═════ RECORD SET ═════

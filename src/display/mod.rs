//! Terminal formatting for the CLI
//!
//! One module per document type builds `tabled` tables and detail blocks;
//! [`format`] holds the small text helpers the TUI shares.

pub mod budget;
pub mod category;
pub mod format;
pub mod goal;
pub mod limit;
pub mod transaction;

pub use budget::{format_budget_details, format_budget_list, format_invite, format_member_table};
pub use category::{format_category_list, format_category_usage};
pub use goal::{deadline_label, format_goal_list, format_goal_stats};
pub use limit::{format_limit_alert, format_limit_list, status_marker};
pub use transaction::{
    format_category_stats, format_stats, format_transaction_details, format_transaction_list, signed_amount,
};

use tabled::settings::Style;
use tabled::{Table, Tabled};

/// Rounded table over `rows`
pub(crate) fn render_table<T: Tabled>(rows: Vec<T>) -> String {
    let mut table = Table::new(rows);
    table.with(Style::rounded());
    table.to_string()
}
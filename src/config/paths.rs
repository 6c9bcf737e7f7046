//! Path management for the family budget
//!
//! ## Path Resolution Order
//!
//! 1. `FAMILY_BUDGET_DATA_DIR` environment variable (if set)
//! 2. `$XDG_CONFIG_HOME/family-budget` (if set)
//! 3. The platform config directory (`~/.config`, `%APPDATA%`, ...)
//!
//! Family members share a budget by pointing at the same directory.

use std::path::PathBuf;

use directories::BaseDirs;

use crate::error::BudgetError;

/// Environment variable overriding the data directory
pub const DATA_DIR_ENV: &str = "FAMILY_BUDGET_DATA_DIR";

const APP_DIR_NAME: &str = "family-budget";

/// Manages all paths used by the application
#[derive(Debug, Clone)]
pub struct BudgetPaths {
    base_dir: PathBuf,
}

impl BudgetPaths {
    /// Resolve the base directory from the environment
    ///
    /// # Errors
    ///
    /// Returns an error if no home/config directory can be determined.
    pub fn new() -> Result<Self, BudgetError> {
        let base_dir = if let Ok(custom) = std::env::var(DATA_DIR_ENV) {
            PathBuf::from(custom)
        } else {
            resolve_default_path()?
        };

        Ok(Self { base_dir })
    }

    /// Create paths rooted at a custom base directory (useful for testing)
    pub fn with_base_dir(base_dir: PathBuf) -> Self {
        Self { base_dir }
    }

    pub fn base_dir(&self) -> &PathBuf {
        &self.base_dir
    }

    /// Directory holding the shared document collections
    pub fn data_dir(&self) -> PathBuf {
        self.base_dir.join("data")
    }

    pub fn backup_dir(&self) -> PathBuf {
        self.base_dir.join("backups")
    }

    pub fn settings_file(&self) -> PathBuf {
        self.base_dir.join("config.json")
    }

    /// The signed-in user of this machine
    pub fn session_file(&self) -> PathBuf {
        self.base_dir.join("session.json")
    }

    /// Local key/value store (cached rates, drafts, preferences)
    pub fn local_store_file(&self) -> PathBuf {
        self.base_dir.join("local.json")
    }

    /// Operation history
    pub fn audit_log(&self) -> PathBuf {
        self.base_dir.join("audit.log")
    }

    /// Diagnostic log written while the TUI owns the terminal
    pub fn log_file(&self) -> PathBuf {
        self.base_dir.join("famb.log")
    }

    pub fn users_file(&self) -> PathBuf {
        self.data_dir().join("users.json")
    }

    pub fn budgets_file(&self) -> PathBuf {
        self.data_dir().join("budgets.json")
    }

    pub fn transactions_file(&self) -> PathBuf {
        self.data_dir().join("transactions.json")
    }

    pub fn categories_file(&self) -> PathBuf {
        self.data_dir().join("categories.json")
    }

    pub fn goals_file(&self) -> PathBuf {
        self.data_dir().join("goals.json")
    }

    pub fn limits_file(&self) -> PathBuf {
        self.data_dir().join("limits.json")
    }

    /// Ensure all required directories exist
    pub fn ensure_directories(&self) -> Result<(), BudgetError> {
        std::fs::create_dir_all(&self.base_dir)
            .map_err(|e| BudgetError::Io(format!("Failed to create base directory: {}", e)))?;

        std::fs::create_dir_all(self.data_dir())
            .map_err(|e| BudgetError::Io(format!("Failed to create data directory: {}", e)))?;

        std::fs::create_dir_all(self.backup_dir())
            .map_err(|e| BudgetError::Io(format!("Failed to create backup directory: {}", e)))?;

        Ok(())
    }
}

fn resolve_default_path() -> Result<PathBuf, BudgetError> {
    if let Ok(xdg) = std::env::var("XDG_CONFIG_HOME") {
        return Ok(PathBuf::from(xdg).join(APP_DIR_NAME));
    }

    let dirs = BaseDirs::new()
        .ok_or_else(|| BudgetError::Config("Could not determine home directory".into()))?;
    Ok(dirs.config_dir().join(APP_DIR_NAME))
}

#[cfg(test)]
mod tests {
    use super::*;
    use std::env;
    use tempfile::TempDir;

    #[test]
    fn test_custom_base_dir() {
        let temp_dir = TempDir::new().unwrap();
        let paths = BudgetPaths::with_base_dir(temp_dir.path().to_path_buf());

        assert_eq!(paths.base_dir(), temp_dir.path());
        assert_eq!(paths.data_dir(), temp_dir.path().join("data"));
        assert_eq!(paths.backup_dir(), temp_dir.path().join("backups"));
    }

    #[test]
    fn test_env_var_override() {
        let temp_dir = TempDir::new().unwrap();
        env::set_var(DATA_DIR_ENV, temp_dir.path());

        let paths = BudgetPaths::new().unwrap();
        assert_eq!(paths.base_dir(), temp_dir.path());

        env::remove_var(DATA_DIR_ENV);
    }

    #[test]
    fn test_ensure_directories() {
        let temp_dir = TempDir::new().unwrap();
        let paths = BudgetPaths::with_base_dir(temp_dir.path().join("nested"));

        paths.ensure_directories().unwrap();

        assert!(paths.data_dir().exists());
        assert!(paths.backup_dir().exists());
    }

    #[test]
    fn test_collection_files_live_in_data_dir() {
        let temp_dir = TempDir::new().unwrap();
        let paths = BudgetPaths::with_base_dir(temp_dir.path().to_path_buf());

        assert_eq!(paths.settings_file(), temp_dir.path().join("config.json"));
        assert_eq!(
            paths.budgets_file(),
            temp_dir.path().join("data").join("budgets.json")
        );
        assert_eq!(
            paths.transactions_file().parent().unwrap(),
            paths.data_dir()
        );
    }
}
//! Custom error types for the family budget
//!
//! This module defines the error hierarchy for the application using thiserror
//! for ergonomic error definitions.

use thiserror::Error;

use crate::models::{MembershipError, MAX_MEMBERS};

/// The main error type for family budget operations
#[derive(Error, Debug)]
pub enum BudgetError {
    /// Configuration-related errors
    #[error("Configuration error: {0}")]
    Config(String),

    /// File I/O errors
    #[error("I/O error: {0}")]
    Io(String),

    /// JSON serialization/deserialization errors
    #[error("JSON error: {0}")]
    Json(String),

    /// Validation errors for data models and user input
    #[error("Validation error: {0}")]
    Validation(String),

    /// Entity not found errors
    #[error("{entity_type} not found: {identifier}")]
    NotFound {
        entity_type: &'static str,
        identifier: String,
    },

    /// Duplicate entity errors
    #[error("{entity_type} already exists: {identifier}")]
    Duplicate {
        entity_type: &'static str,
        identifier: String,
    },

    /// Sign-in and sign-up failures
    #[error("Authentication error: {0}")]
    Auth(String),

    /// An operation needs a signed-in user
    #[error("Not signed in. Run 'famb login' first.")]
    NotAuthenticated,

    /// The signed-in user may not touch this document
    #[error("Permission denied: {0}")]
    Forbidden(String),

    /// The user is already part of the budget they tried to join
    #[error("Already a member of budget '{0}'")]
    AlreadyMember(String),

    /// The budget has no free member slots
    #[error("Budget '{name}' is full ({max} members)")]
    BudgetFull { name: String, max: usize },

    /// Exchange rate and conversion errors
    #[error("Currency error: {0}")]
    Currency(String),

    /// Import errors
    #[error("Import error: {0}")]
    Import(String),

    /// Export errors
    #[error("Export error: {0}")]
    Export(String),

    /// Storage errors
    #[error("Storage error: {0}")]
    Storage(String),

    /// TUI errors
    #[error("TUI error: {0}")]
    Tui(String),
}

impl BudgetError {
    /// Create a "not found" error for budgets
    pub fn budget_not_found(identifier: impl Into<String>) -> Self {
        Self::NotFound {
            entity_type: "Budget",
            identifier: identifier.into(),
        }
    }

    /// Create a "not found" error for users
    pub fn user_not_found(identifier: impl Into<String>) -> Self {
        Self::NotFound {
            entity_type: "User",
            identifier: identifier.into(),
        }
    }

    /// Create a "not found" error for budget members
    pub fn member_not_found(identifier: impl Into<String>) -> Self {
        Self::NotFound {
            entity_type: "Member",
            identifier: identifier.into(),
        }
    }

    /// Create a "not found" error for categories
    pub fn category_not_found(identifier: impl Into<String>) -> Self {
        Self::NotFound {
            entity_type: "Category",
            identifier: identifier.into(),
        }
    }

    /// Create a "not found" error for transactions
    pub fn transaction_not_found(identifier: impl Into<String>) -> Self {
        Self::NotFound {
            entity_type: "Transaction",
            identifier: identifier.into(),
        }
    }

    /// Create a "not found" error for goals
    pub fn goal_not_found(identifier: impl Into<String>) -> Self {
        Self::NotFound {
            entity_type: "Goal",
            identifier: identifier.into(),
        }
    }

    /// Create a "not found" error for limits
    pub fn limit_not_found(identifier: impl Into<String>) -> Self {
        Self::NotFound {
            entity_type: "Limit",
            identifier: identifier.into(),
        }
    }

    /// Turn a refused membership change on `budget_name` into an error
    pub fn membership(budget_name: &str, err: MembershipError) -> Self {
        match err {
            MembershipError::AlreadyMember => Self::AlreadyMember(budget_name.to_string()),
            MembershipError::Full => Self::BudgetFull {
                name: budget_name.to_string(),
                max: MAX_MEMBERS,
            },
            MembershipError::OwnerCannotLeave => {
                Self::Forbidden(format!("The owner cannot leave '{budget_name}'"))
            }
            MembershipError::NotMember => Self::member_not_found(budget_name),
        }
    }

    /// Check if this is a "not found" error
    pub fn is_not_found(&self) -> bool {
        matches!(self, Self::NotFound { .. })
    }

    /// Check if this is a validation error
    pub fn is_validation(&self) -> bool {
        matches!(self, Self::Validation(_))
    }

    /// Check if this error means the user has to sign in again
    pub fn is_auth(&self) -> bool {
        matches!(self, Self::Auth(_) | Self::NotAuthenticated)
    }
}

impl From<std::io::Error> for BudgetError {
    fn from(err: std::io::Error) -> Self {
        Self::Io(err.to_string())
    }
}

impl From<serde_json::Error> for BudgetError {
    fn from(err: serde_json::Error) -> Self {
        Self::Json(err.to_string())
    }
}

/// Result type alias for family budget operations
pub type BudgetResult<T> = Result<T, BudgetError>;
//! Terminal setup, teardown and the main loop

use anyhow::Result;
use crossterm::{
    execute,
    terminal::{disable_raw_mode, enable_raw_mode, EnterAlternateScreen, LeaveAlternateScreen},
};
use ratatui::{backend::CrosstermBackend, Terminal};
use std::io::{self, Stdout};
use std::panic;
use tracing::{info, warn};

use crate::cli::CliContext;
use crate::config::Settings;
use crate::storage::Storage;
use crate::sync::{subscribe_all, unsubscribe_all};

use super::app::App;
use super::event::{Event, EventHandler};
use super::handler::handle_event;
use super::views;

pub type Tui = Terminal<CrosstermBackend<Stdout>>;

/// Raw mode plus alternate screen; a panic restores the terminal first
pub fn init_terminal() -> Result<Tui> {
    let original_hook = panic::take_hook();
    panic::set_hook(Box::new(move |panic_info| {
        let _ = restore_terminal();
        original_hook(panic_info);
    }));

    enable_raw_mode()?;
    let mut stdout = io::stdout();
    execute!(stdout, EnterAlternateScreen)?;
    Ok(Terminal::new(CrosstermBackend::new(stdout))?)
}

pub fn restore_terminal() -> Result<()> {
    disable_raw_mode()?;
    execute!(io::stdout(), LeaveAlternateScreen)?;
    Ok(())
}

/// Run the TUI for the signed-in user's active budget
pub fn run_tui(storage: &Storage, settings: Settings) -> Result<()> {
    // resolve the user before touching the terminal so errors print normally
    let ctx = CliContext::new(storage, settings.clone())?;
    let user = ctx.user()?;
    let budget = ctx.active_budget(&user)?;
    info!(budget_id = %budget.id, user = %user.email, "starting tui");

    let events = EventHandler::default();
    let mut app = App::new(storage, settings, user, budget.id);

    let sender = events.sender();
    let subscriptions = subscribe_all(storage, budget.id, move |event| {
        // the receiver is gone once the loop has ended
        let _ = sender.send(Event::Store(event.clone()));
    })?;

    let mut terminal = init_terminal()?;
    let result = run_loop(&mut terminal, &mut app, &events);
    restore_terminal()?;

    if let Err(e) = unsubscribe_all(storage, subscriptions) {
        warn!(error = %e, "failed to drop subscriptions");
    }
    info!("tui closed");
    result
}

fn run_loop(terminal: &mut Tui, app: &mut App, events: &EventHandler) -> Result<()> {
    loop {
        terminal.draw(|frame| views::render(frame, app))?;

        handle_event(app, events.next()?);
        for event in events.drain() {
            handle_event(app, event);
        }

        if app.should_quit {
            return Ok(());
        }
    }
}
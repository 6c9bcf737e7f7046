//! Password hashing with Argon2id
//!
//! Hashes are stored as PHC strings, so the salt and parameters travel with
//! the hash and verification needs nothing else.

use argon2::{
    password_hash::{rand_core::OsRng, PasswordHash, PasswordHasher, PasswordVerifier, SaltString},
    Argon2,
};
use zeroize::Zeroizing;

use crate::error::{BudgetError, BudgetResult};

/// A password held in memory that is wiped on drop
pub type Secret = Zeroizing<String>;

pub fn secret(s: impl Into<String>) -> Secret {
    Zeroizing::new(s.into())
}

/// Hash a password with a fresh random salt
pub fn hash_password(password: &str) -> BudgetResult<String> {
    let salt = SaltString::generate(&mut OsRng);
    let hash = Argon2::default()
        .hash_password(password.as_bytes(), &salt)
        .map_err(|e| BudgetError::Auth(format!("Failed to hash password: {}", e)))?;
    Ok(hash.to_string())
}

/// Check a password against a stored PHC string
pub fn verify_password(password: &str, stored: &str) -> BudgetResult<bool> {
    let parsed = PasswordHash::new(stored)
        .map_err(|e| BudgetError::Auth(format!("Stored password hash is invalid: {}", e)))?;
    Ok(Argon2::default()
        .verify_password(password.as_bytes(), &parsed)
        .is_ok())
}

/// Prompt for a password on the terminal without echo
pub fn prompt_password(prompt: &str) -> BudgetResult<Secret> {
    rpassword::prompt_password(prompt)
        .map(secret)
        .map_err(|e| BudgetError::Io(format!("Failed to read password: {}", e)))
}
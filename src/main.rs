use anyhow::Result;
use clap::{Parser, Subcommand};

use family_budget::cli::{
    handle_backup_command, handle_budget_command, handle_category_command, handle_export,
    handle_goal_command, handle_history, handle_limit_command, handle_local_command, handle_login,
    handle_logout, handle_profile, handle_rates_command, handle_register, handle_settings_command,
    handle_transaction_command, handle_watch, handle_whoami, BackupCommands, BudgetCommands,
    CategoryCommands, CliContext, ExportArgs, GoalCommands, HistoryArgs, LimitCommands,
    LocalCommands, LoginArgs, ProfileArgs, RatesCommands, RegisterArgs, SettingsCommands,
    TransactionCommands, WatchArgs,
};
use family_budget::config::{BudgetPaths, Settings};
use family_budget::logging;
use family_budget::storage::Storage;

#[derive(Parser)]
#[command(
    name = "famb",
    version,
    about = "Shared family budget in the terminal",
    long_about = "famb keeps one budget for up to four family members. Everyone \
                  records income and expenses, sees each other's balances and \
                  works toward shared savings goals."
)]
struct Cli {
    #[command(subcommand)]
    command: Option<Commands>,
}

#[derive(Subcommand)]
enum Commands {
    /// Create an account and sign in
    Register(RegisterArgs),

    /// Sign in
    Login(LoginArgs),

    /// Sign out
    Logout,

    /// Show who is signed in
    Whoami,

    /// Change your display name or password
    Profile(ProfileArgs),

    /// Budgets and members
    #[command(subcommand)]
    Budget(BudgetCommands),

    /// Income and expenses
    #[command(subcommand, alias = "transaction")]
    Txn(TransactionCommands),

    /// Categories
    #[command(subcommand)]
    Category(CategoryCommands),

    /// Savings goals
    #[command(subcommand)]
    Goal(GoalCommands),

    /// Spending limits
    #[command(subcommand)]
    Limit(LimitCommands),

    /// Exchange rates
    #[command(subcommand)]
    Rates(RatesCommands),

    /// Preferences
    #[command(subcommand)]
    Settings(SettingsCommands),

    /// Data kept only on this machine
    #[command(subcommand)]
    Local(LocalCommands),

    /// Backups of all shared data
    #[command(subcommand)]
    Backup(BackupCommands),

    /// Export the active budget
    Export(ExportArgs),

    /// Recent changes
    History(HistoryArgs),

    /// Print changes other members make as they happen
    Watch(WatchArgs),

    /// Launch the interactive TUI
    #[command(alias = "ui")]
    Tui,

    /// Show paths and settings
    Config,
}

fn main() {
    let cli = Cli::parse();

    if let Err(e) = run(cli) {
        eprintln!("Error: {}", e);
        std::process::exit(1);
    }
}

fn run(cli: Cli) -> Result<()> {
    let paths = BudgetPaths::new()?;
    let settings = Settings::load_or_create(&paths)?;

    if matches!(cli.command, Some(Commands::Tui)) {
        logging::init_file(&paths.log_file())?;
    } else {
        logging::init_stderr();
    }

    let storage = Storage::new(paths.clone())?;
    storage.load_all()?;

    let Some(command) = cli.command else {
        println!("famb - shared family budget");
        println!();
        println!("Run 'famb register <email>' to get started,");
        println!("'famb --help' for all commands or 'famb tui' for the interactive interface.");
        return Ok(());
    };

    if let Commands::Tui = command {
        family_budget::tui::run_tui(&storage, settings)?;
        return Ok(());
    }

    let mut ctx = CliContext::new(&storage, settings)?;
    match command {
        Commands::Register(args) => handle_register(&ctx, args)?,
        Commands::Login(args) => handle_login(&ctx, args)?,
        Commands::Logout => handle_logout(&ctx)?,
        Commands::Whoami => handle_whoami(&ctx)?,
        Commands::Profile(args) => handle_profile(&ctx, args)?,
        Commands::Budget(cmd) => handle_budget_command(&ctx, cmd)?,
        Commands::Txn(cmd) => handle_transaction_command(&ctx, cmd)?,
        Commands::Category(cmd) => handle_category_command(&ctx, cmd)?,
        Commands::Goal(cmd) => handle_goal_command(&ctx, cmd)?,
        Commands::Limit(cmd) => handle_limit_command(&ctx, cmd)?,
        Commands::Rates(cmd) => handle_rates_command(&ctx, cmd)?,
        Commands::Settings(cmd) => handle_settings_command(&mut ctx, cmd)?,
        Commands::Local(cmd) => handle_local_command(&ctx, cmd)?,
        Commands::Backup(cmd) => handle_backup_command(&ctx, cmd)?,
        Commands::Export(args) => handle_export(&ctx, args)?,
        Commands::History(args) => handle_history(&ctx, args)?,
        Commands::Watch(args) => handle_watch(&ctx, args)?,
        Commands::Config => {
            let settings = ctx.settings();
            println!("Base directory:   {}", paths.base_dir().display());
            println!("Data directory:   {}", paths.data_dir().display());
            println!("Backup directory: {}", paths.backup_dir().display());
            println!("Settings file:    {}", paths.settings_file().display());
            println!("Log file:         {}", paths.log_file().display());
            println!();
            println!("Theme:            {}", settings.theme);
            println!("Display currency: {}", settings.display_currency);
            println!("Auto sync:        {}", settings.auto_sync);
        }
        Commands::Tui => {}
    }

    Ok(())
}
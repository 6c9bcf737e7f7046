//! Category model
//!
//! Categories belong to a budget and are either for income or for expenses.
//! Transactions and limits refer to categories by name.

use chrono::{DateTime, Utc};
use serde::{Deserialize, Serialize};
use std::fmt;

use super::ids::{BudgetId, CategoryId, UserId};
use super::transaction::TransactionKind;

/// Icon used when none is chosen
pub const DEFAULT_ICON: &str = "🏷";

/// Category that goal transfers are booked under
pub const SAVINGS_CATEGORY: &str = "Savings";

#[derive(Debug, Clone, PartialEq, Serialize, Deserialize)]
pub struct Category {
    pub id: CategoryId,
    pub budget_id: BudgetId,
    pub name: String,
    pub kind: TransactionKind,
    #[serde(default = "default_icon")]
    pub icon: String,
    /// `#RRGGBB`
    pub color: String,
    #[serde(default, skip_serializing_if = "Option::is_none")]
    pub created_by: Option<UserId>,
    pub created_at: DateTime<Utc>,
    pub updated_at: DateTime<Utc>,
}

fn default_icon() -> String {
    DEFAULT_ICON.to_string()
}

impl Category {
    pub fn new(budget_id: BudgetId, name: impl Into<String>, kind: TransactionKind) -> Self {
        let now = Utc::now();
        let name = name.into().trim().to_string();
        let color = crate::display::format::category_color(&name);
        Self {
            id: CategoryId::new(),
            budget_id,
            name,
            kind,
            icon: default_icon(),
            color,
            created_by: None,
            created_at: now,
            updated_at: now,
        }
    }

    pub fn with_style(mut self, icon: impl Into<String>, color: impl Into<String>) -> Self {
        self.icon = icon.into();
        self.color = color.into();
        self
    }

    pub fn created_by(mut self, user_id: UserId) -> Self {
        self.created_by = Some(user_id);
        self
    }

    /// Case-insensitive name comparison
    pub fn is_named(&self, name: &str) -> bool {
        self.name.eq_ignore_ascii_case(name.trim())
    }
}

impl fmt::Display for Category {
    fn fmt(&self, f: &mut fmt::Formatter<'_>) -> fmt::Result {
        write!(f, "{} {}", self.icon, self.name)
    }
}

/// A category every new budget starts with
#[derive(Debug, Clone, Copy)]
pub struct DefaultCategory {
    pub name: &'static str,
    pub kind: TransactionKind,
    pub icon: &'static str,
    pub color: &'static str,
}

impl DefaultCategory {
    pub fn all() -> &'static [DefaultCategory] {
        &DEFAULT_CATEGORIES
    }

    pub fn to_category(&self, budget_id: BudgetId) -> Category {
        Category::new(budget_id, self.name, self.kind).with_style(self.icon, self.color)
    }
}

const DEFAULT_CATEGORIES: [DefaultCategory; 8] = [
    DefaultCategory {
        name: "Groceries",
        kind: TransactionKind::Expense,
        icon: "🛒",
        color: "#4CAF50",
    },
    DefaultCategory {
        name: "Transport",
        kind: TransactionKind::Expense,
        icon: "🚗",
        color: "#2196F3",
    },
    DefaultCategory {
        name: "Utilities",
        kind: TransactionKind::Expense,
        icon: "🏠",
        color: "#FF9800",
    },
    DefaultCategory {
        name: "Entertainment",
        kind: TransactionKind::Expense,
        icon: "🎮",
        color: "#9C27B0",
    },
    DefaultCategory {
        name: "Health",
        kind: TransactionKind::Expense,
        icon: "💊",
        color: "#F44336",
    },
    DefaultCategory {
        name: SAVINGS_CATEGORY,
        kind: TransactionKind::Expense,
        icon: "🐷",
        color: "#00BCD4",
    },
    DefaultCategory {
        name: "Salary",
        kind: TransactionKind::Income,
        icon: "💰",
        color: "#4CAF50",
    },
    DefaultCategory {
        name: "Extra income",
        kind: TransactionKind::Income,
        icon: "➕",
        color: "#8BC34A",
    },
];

═════

**TO DO**
Taking the entries above, restate exactly those lines that fall between the line with "execute!(stdout, EnterAlternateScreen)?;" and the line with "let salt = SaltString::generate(&mut", keeping both of those lines too.

**REPLY TO THE EXERCISE**
    execute!(stdout, EnterAlternateScreen)?;
    Ok(Terminal::new(CrosstermBackend::new(stdout))?)
}

pub fn restore_terminal() -> Result<()> {
    disable_raw_mode()?;
    execute!(io::stdout(), LeaveAlternateScreen)?;
    Ok(())
}

/// Run the TUI for the signed-in user's active budget
pub fn run_tui(storage: &Storage, settings: Settings) -> Result<()> {
    // resolve the user before touching the terminal so errors print normally
    let ctx = CliContext::new(storage, settings.clone())?;
    let user = ctx.user()?;
    let budget = ctx.active_budget(&user)?;
    info!(budget_id = %budget.id, user = %user.email, "starting tui");

    let events = EventHandler::default();
    let mut app = App::new(storage, settings, user, budget.id);

    let sender = events.sender();
    let subscriptions = subscribe_all(storage, budget.id, move |event| {
        // the receiver is gone once the loop has ended
        let _ = sender.send(Event::Store(event.clone()));
    })?;

    let mut terminal = init_terminal()?;
    let result = run_loop(&mut terminal, &mut app, &events);
    restore_terminal()?;

    if let Err(e) = unsubscribe_all(storage, subscriptions) {
        warn!(error = %e, "failed to drop subscriptions");
    }
    info!("tui closed");
    result
}

fn run_loop(terminal: &mut Tui, app: &mut App, events: &EventHandler) -> Result<()> {
    loop {
        terminal.draw(|frame| views::render(frame, app))?;

        handle_event(app, events.next()?);
        for event in events.drain() {
            handle_event(app, event);
        }

        if app.should_quit {
            return Ok(());
        }
    }
}
repository 6c9bcf737e7f7046
//! Password hashing with Argon2id
//!
//! Hashes are stored as PHC strings, so the salt and parameters travel with
//! the hash and verification needs nothing else.

use argon2::{
    password_hash::{rand_core::OsRng, PasswordHash, PasswordHasher, PasswordVerifier, SaltString},
    Argon2,
};
use zeroize::Zeroizing;

use crate::error::{BudgetError, BudgetResult};

/// A password held in memory that is wiped on drop
pub type Secret = Zeroizing<String>;

pub fn secret(s: impl Into<String>) -> Secret {
    Zeroizing::new(s.into())
}

/// Hash a password with a fresh random salt
pub fn hash_password(password: &str) -> BudgetResult<String> {
    let salt = SaltString::generate(&mut OsRng);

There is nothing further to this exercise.